## WHAT IS BEING ASKED
Word for word, copy each record that comes after this.

(Stored items from a collection)
----------------

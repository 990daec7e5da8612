//! Authentication middleware and extractors for axum.
//!
//! - `auth_middleware` - validates the access token and injects the user into extensions
//! - `OptionalAuth` - extractor for the resolved user, if any
//!
//! ```text
//! Request → auth_middleware → injects AuthenticatedUser into extensions
//!                                      ↓
//!                              Handler → OptionalAuth
//! ```
//!
//! Browsers cannot set headers on a WebSocket upgrade, so besides the
//! `Authorization: Bearer` header the token is also accepted from the
//! `access_token` query parameter. The header wins when both are present.

use std::sync::Arc;

use axum::{
    extract::{Query, Request, State},
    http::{header::AUTHORIZATION, StatusCode},
    middleware::Next,
    response::{IntoResponse, Response},
    Json,
};
use serde::Deserialize;

use crate::domain::foundation::{AuthError, AuthenticatedUser};
use crate::ports::SessionValidator;

/// Auth middleware state - wraps the session validator.
pub type AuthState = Arc<dyn SessionValidator>;

#[derive(Debug, Deserialize)]
struct TokenQuery {
    access_token: Option<String>,
}

/// Resolve the access token from the request, header first.
fn request_token(request: &Request) -> Option<String> {
    let from_header = request
        .headers()
        .get(AUTHORIZATION)
        .and_then(|h| h.to_str().ok())
        .and_then(|h| h.strip_prefix("Bearer "))
        .map(str::trim)
        .filter(|t| !t.is_empty())
        .map(str::to_string);

    from_header.or_else(|| {
        Query::<TokenQuery>::try_from_uri(request.uri())
            .ok()
            .and_then(|Query(q)| q.access_token)
            .filter(|t| !t.is_empty())
    })
}

/// Authentication middleware.
///
/// 1. Resolves the token from `Authorization: Bearer` or `?access_token=`
/// 2. Validates it using the `SessionValidator` port
/// 3. On success, injects `AuthenticatedUser` into request extensions
/// 4. On missing token, continues without injecting
/// 5. On invalid token, returns 401 (503 when the validator is unavailable)
pub async fn auth_middleware(
    State(validator): State<AuthState>,
    mut request: Request,
    next: Next,
) -> Response {
    let Some(token) = request_token(&request) else {
        return next.run(request).await;
    };

    match validator.validate(&token).await {
        Ok(user) => {
            request.extensions_mut().insert(user);
            next.run(request).await
        }
        Err(e) => {
            let (status, message, code) = match &e {
                AuthError::TokenExpired => {
                    (StatusCode::UNAUTHORIZED, "Token expired", "UNAUTHENTICATED")
                }
                AuthError::InvalidToken => {
                    (StatusCode::UNAUTHORIZED, "Invalid token", "UNAUTHENTICATED")
                }
                AuthError::ServiceUnavailable(msg) => {
                    tracing::error!("Auth service unavailable: {}", msg);
                    (
                        StatusCode::SERVICE_UNAVAILABLE,
                        "Authentication service unavailable",
                        "AUTH_UNAVAILABLE",
                    )
                }
            };

            (
                status,
                Json(serde_json::json!({
                    "error": message,
                    "code": code
                })),
            )
                .into_response()
        }
    }
}

/// Extractor for optional authentication: `None` when no valid token was
/// provided.
#[derive(Debug, Clone)]
pub struct OptionalAuth(pub Option<AuthenticatedUser>);

impl<S> axum::extract::FromRequestParts<S> for OptionalAuth
where
    S: Send + Sync,
{
    type Rejection = std::convert::Infallible;

    fn from_request_parts<'life0, 'life1, 'async_trait>(
        parts: &'life0 mut axum::http::request::Parts,
        _state: &'life1 S,
    ) -> std::pin::Pin<
        Box<dyn std::future::Future<Output = Result<Self, Self::Rejection>> + Send + 'async_trait>,
    >
    where
        'life0: 'async_trait,
        'life1: 'async_trait,
        Self: 'async_trait,
    {
        Box::pin(async move {
            let user = parts.extensions.get::<AuthenticatedUser>().cloned();
            Ok(OptionalAuth(user))
        })
    }
}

----------------

## COMPLETED EXERCISE
repository 990daec7e5da8612
//! Authentication middleware and extractors for axum.
//!
//! - `auth_middleware` - validates the access token and injects the user into extensions
//! - `OptionalAuth` - extractor for the resolved user, if any
//!
//! ```text
//! Request → auth_middleware → injects AuthenticatedUser into extensions
//!                                      ↓
//!                              Handler → OptionalAuth
//! ```
//!
//! Browsers cannot set headers on a WebSocket upgrade, so besides the
//! `Authorization: Bearer` header the token is also accepted from the
//! `access_token` query parameter. The header wins when both are present.

use std::sync::Arc;

use axum::{
    extract::{Query, Request, State},
    http::{header::AUTHORIZATION, StatusCode},
    middleware::Next,
    response::{IntoResponse, Response},
    Json,
};
use serde::Deserialize;

use crate::domain::foundation::{AuthError, AuthenticatedUser};
use crate::ports::SessionValidator;

/// Auth middleware state - wraps the session validator.
pub type AuthState = Arc<dyn SessionValidator>;

#[derive(Debug, Deserialize)]
struct TokenQuery {
    access_token: Option<String>,
}

/// Resolve the access token from the request, header first.
fn request_token(request: &Request) -> Option<String> {
    let from_header = request
        .headers()
        .get(AUTHORIZATION)
        .and_then(|h| h.to_str().ok())
        .and_then(|h| h.strip_prefix("Bearer "))
        .map(str::trim)
        .filter(|t| !t.is_empty())
        .map(str::to_string);

    from_header.or_else(|| {
        Query::<TokenQuery>::try_from_uri(request.uri())
            .ok()
            .and_then(|Query(q)| q.access_token)
            .filter(|t| !t.is_empty())
    })
}

/// Authentication middleware.
///
/// 1. Resolves the token from `Authorization: Bearer` or `?access_token=`
/// 2. Validates it using the `SessionValidator` port
/// 3. On success, injects `AuthenticatedUser` into request extensions
/// 4. On missing token, continues without injecting
/// 5. On invalid token, returns 401 (503 when the validator is unavailable)
pub async fn auth_middleware(
    State(validator): State<AuthState>,
    mut request: Request,
    next: Next,
) -> Response {
    let Some(token) = request_token(&request) else {
        return next.run(request).await;
    };

    match validator.validate(&token).await {
        Ok(user) => {
            request.extensions_mut().insert(user);
            next.run(request).await
        }
        Err(e) => {
            let (status, message, code) = match &e {
                AuthError::TokenExpired => {
                    (StatusCode::UNAUTHORIZED, "Token expired", "UNAUTHENTICATED")
                }
                AuthError::InvalidToken => {
                    (StatusCode::UNAUTHORIZED, "Invalid token", "UNAUTHENTICATED")
                }
                AuthError::ServiceUnavailable(msg) => {
                    tracing::error!("Auth service unavailable: {}", msg);
                    (
                        StatusCode::SERVICE_UNAVAILABLE,
                        "Authentication service unavailable",
                        "AUTH_UNAVAILABLE",
                    )
                }
            };

            (
                status,
                Json(serde_json::json!({
                    "error": message,
                    "code": code
                })),
            )
                .into_response()
        }
    }
}

/// Extractor for optional authentication: `None` when no valid token was
/// provided.
#[derive(Debug, Clone)]
pub struct OptionalAuth(pub Option<AuthenticatedUser>);

impl<S> axum::extract::FromRequestParts<S> for OptionalAuth
where
    S: Send + Sync,
{
    type Rejection = std::convert::Infallible;

    fn from_request_parts<'life0, 'life1, 'async_trait>(
        parts: &'life0 mut axum::http::request::Parts,
        _state: &'life1 S,
    ) -> std::pin::Pin<
        Box<dyn std::future::Future<Output = Result<Self, Self::Rejection>> + Send + 'async_trait>,
    >
    where
        'life0: 'async_trait,
        'life1: 'async_trait,
        Self: 'async_trait,
    {
        Box::pin(async move {
            let user = parts.extensions.get::<AuthenticatedUser>().cloned();
            Ok(OptionalAuth(user))
        })
    }
}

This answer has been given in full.